(Stored data)
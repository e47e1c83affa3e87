//! Immutable, shareable snapshots of a variable's value.

use std::{
    cmp::Ordering,
    hash::{Hash, Hasher},
    sync::{
        Arc,
        atomic::{self, AtomicU64},
    },
    time::SystemTime,
};

use crate::value::PvValue;

static NEXT_VERSION: AtomicU64 = AtomicU64::new(1);

/// Totally ordered token identifying a point-in-time value of a variable.
///
/// Versions are drawn from a process-wide counter, so any two versions created by
/// [`VersionNumber::new`] compare in creation order, regardless of which variable or
/// thread created them. The wall-clock time of creation is carried along for
/// display and timestamping, but plays no part in the ordering.
#[derive(Clone, Copy, Debug)]
pub struct VersionNumber {
    counter: u64,
    timestamp: SystemTime,
}

impl VersionNumber {
    pub fn new() -> Self {
        VersionNumber {
            counter: NEXT_VERSION.fetch_add(1, atomic::Ordering::Relaxed),
            timestamp: SystemTime::now(),
        }
    }

    /// The version that sorts before every other version
    pub fn null() -> Self {
        VersionNumber {
            counter: 0,
            timestamp: SystemTime::UNIX_EPOCH,
        }
    }

    pub fn is_null(&self) -> bool {
        self.counter == 0
    }

    pub fn timestamp(&self) -> SystemTime {
        self.timestamp
    }
}

impl Default for VersionNumber {
    fn default() -> Self {
        VersionNumber::null()
    }
}

impl PartialEq for VersionNumber {
    fn eq(&self, other: &Self) -> bool {
        self.counter == other.counter
    }
}

impl Eq for VersionNumber {}

impl PartialOrd for VersionNumber {
    fn partial_cmp(&self, other: &Self) -> Option<Ordering> {
        Some(self.cmp(other))
    }
}

impl Ord for VersionNumber {
    fn cmp(&self, other: &Self) -> Ordering {
        self.counter.cmp(&other.counter)
    }
}

impl Hash for VersionNumber {
    fn hash<H: Hasher>(&self, state: &mut H) {
        self.counter.hash(state);
    }
}

#[derive(Debug, PartialEq)]
struct Snapshot {
    value: PvValue,
    version: VersionNumber,
}

/// A published value of a variable, together with its version.
///
/// Cells are never changed once created; updating a variable replaces its cell.
/// Cloning is cheap, all clones share the same snapshot.
#[derive(Clone, Debug, PartialEq)]
pub struct ValueCell(Arc<Snapshot>);

impl ValueCell {
    pub fn new(value: PvValue, version: VersionNumber) -> Self {
        ValueCell(Arc::new(Snapshot { value, version }))
    }

    pub fn value(&self) -> &PvValue {
        &self.0.value
    }

    pub fn version(&self) -> VersionNumber {
        self.0.version
    }

    /// Do both cells refer to the same published snapshot?
    pub fn same_snapshot(&self, other: &ValueCell) -> bool {
        Arc::ptr_eq(&self.0, &other.0)
    }
}

#[cfg(test)]
mod tests {
    use super::*;

    #[test]
    fn versions_order_by_creation() {
        let first = VersionNumber::new();
        let second = VersionNumber::new();
        assert!(first < second);
        assert!(VersionNumber::null() < first);
        assert!(VersionNumber::null().is_null());
        let same = first;
        assert_eq!(first, same);
        assert_eq!(first.max(second), second);
    }

    #[test]
    fn default_version_is_null() {
        assert!(VersionNumber::default().is_null());
        assert_eq!(VersionNumber::default(), VersionNumber::null());
        assert!(VersionNumber::default() < VersionNumber::new());
    }

    #[test]
    fn cells_share_snapshots() {
        let cell = ValueCell::new(vec![1i32, 2].into(), VersionNumber::new());
        let other = cell.clone();
        assert!(cell.same_snapshot(&other));
        assert_eq!(other.value(), &PvValue::Int32(vec![1, 2]));
        let copy = ValueCell::new(cell.value().clone(), cell.version());
        assert_eq!(copy, cell);
        assert!(!copy.same_snapshot(&cell));
    }
}
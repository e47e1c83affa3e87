//! Error taxonomy shared by every layer of the crate.

use std::{error::Error, io, sync::Arc};

use thiserror::Error;

/// Opaque error object raised by a backend implementation.
///
/// The engine never looks inside this, it is only carried through to the consumer.
pub type BackendError = Arc<dyn Error + Send + Sync + 'static>;

/// Errors reported by [`PvSupport`](crate::PvSupport), the provider and its helpers.
///
/// Cloneable, because a single backend failure during a notification round is
/// delivered to every subscribed consumer.
#[derive(Debug, Clone, Error)]
pub enum PvError {
    #[error("Operation not supported: {0}")]
    Unsupported(&'static str),
    #[error("No such process variable: {0}")]
    NotFound(String),
    #[error("Process variable is not writeable")]
    NotWritable,
    #[error("Unavailable: {0}")]
    Unavailable(&'static str),
    #[error("Type mismatch: {0}")]
    TypeMismatch(String),
    #[error("Backend failure: {0}")]
    BackendFailure(BackendError),
    #[error("IO Error: {0}")]
    Io(Arc<io::Error>),
}

impl PvError {
    /// Wrap any backend-specific error as an opaque [`PvError::BackendFailure`]
    pub fn backend<E>(error: E) -> Self
    where
        E: Error + Send + Sync + 'static,
    {
        PvError::BackendFailure(Arc::new(error))
    }
}

impl From<io::Error> for PvError {
    fn from(err: io::Error) -> Self {
        PvError::Io(Arc::new(err))
    }
}
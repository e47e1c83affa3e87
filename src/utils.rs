//! Provider defaults, read from the environment.

use std::{env, time::Duration};

use tracing::warn;

/// Read a number of seconds from the environment
fn seconds_from_env(variable: &str) -> Option<f64> {
    let value = env::var(variable).ok()?;
    match value.trim().parse::<f64>() {
        Ok(seconds) if seconds.is_finite() && seconds >= 0.0 => Some(seconds),
        _ => {
            warn!("Ignoring invalid {variable}='{value}'");
            None
        }
    }
}

/// Get the number of worker threads, either from environment or default 2
pub fn get_default_worker_threads() -> usize {
    env::var("PVSUPPORT_WORKER_THREADS")
        .ok()
        .and_then(|v| v.parse::<usize>().ok())
        .unwrap_or(2usize)
        .min(64usize)
}

/// Whether providers run every operation inline. Set `PVSUPPORT_SYNCHRONOUS=yes`
pub fn get_default_synchronous() -> bool {
    env::var("PVSUPPORT_SYNCHRONOUS")
        .map(|v| v.eq_ignore_ascii_case("yes"))
        .unwrap_or(false)
}

/// Delay between attempts to activate notifications, default 0.1 seconds
pub fn get_default_retry_delay() -> Duration {
    Duration::from_secs_f64(
        seconds_from_env("PVSUPPORT_RETRY_DELAY")
            .unwrap_or(0.1)
            .max(0.001),
    )
}

/// Poll period for poll-only variables, default 1 second.
///
/// Setting `PVSUPPORT_POLL_PERIOD=0` disables polling, so that poll-only variables
/// cannot be subscribed to.
pub fn get_default_poll_period() -> Option<Duration> {
    match seconds_from_env("PVSUPPORT_POLL_PERIOD") {
        Some(seconds) if seconds == 0.0 => None,
        Some(seconds) => Some(Duration::from_secs_f64(seconds.max(0.01))),
        None => Some(Duration::from_secs(1)),
    }
}

#[cfg(test)]
mod tests {
    use super::*;

    #[test]
    fn invalid_values_fall_back() {
        // Only variables no other test touches are set here
        unsafe {
            env::set_var("PVSUPPORT_TEST_SECONDS", "-3");
        }
        assert_eq!(seconds_from_env("PVSUPPORT_TEST_SECONDS"), None);
        unsafe {
            env::set_var("PVSUPPORT_TEST_SECONDS", " 0.25 ");
        }
        assert_eq!(seconds_from_env("PVSUPPORT_TEST_SECONDS"), Some(0.25));
        assert_eq!(seconds_from_env("PVSUPPORT_TEST_UNSET"), None);
    }
}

What you need to do: Your reply should consist of the records, duplicated exactly.

Exercise output:
repository e47e1c83affa3e87
//! Immutable, shareable snapshots of a variable's value.

use std::{
    cmp::Ordering,
    hash::{Hash, Hasher},
    sync::{
        Arc,
        atomic::{self, AtomicU64},
    },
    time::SystemTime,
};

use crate::value::PvValue;

static NEXT_VERSION: AtomicU64 = AtomicU64::new(1);

/// Totally ordered token identifying a point-in-time value of a variable.
///
/// Versions are drawn from a process-wide counter, so any two versions created by
/// [`VersionNumber::new`] compare in creation order, regardless of which variable or
/// thread created them. The wall-clock time of creation is carried along for
/// display and timestamping, but plays no part in the ordering.
#[derive(Clone, Copy, Debug)]
pub struct VersionNumber {
    counter: u64,
    timestamp: SystemTime,
}

impl VersionNumber {
    pub fn new() -> Self {
        VersionNumber {
            counter: NEXT_VERSION.fetch_add(1, atomic::Ordering::Relaxed),
            timestamp: SystemTime::now(),
        }
    }

    /// The version that sorts before every other version
    pub fn null() -> Self {
        VersionNumber {
            counter: 0,
            timestamp: SystemTime::UNIX_EPOCH,
        }
    }

    pub fn is_null(&self) -> bool {
        self.counter == 0
    }

    pub fn timestamp(&self) -> SystemTime {
        self.timestamp
    }
}

impl Default for VersionNumber {
    fn default() -> Self {
        VersionNumber::null()
    }
}

impl PartialEq for VersionNumber {
    fn eq(&self, other: &Self) -> bool {
        self.counter == other.counter
    }
}

impl Eq for VersionNumber {}

impl PartialOrd for VersionNumber {
    fn partial_cmp(&self, other: &Self) -> Option<Ordering> {
        Some(self.cmp(other))
    }
}

impl Ord for VersionNumber {
    fn cmp(&self, other: &Self) -> Ordering {
        self.counter.cmp(&other.counter)
    }
}

impl Hash for VersionNumber {
    fn hash<H: Hasher>(&self, state: &mut H) {
        self.counter.hash(state);
    }
}

#[derive(Debug, PartialEq)]
struct Snapshot {
    value: PvValue,
    version: VersionNumber,
}

/// A published value of a variable, together with its version.
///
/// Cells are never changed once created; updating a variable replaces its cell.
/// Cloning is cheap, all clones share the same snapshot.
#[derive(Clone, Debug, PartialEq)]
pub struct ValueCell(Arc<Snapshot>);

impl ValueCell {
    pub fn new(value: PvValue, version: VersionNumber) -> Self {
        ValueCell(Arc::new(Snapshot { value, version }))
    }

    pub fn value(&self) -> &PvValue {
        &self.0.value
    }

    pub fn version(&self) -> VersionNumber {
        self.0.version
    }

    /// Do both cells refer to the same published snapshot?
    pub fn same_snapshot(&self, other: &ValueCell) -> bool {
        Arc::ptr_eq(&self.0, &other.0)
    }
}

#[cfg(test)]
mod tests {
    use super::*;

    #[test]
    fn versions_order_by_creation() {
        let first = VersionNumber::new();
        let second = VersionNumber::new();
        assert!(first < second);
        assert!(VersionNumber::null() < first);
        assert!(VersionNumber::null().is_null());
        let same = first;
        assert_eq!(first, same);
        assert_eq!(first.max(second), second);
    }

    #[test]
    fn default_version_is_null() {
        assert!(VersionNumber::default().is_null());
        assert_eq!(VersionNumber::default(), VersionNumber::null());
        assert!(VersionNumber::default() < VersionNumber::new());
    }

    #[test]
    fn cells_share_snapshots() {
        let cell = ValueCell::new(vec![1i32, 2].into(), VersionNumber::new());
        let other = cell.clone();
        assert!(cell.same_snapshot(&other));
        assert_eq!(other.value(), &PvValue::Int32(vec![1, 2]));
        let copy = ValueCell::new(cell.value().clone(), cell.version());
        assert_eq!(copy, cell);
        assert!(!copy.same_snapshot(&cell));
    }
}
repository e47e1c83affa3e87
//! Error taxonomy shared by every layer of the crate.

use std::{error::Error, io, sync::Arc};

use thiserror::Error;

/// Opaque error object raised by a backend implementation.
///
/// The engine never looks inside this, it is only carried through to the consumer.
pub type BackendError = Arc<dyn Error + Send + Sync + 'static>;

/// Errors reported by [`PvSupport`](crate::PvSupport), the provider and its helpers.
///
/// Cloneable, because a single backend failure during a notification round is
/// delivered to every subscribed consumer.
#[derive(Debug, Clone, Error)]
pub enum PvError {
    #[error("Operation not supported: {0}")]
    Unsupported(&'static str),
    #[error("No such process variable: {0}")]
    NotFound(String),
    #[error("Process variable is not writeable")]
    NotWritable,
    #[error("Unavailable: {0}")]
    Unavailable(&'static str),
    #[error("Type mismatch: {0}")]
    TypeMismatch(String),
    #[error("Backend failure: {0}")]
    BackendFailure(BackendError),
    #[error("IO Error: {0}")]
    Io(Arc<io::Error>),
}

impl PvError {
    /// Wrap any backend-specific error as an opaque [`PvError::BackendFailure`]
    pub fn backend<E>(error: E) -> Self
    where
        E: Error + Send + Sync + 'static,
    {
        PvError::BackendFailure(Arc::new(error))
    }
}

impl From<io::Error> for PvError {
    fn from(err: io::Error) -> Self {
        PvError::Io(Arc::new(err))
    }
}
repository e47e1c83affa3e87
filename src/utils.rs
//! Provider defaults, read from the environment.

use std::{env, time::Duration};

use tracing::warn;

/// Read a number of seconds from the environment
fn seconds_from_env(variable: &str) -> Option<f64> {
    let value = env::var(variable).ok()?;
    match value.trim().parse::<f64>() {
        Ok(seconds) if seconds.is_finite() && seconds >= 0.0 => Some(seconds),
        _ => {
            warn!("Ignoring invalid {variable}='{value}'");
            None
        }
    }
}

/// Get the number of worker threads, either from environment or default 2
pub fn get_default_worker_threads() -> usize {
    env::var("PVSUPPORT_WORKER_THREADS")
        .ok()
        .and_then(|v| v.parse::<usize>().ok())
        .unwrap_or(2usize)
        .min(64usize)
}

/// Whether providers run every operation inline. Set `PVSUPPORT_SYNCHRONOUS=yes`
pub fn get_default_synchronous() -> bool {
    env::var("PVSUPPORT_SYNCHRONOUS")
        .map(|v| v.eq_ignore_ascii_case("yes"))
        .unwrap_or(false)
}

/// Delay between attempts to activate notifications, default 0.1 seconds
pub fn get_default_retry_delay() -> Duration {
    Duration::from_secs_f64(
        seconds_from_env("PVSUPPORT_RETRY_DELAY")
            .unwrap_or(0.1)
            .max(0.001),
    )
}

/// Poll period for poll-only variables, default 1 second.
///
/// Setting `PVSUPPORT_POLL_PERIOD=0` disables polling, so that poll-only variables
/// cannot be subscribed to.
pub fn get_default_poll_period() -> Option<Duration> {
    match seconds_from_env("PVSUPPORT_POLL_PERIOD") {
        Some(seconds) if seconds == 0.0 => None,
        Some(seconds) => Some(Duration::from_secs_f64(seconds.max(0.01))),
        None => Some(Duration::from_secs(1)),
    }
}

#[cfg(test)]
mod tests {
    use super::*;

    #[test]
    fn invalid_values_fall_back() {
        // Only variables no other test touches are set here
        unsafe {
            env::set_var("PVSUPPORT_TEST_SECONDS", "-3");
        }
        assert_eq!(seconds_from_env("PVSUPPORT_TEST_SECONDS"), None);
        unsafe {
            env::set_var("PVSUPPORT_TEST_SECONDS", " 0.25 ");
        }
        assert_eq!(seconds_from_env("PVSUPPORT_TEST_SECONDS"), Some(0.25));
        assert_eq!(seconds_from_env("PVSUPPORT_TEST_UNSET"), None);
    }
}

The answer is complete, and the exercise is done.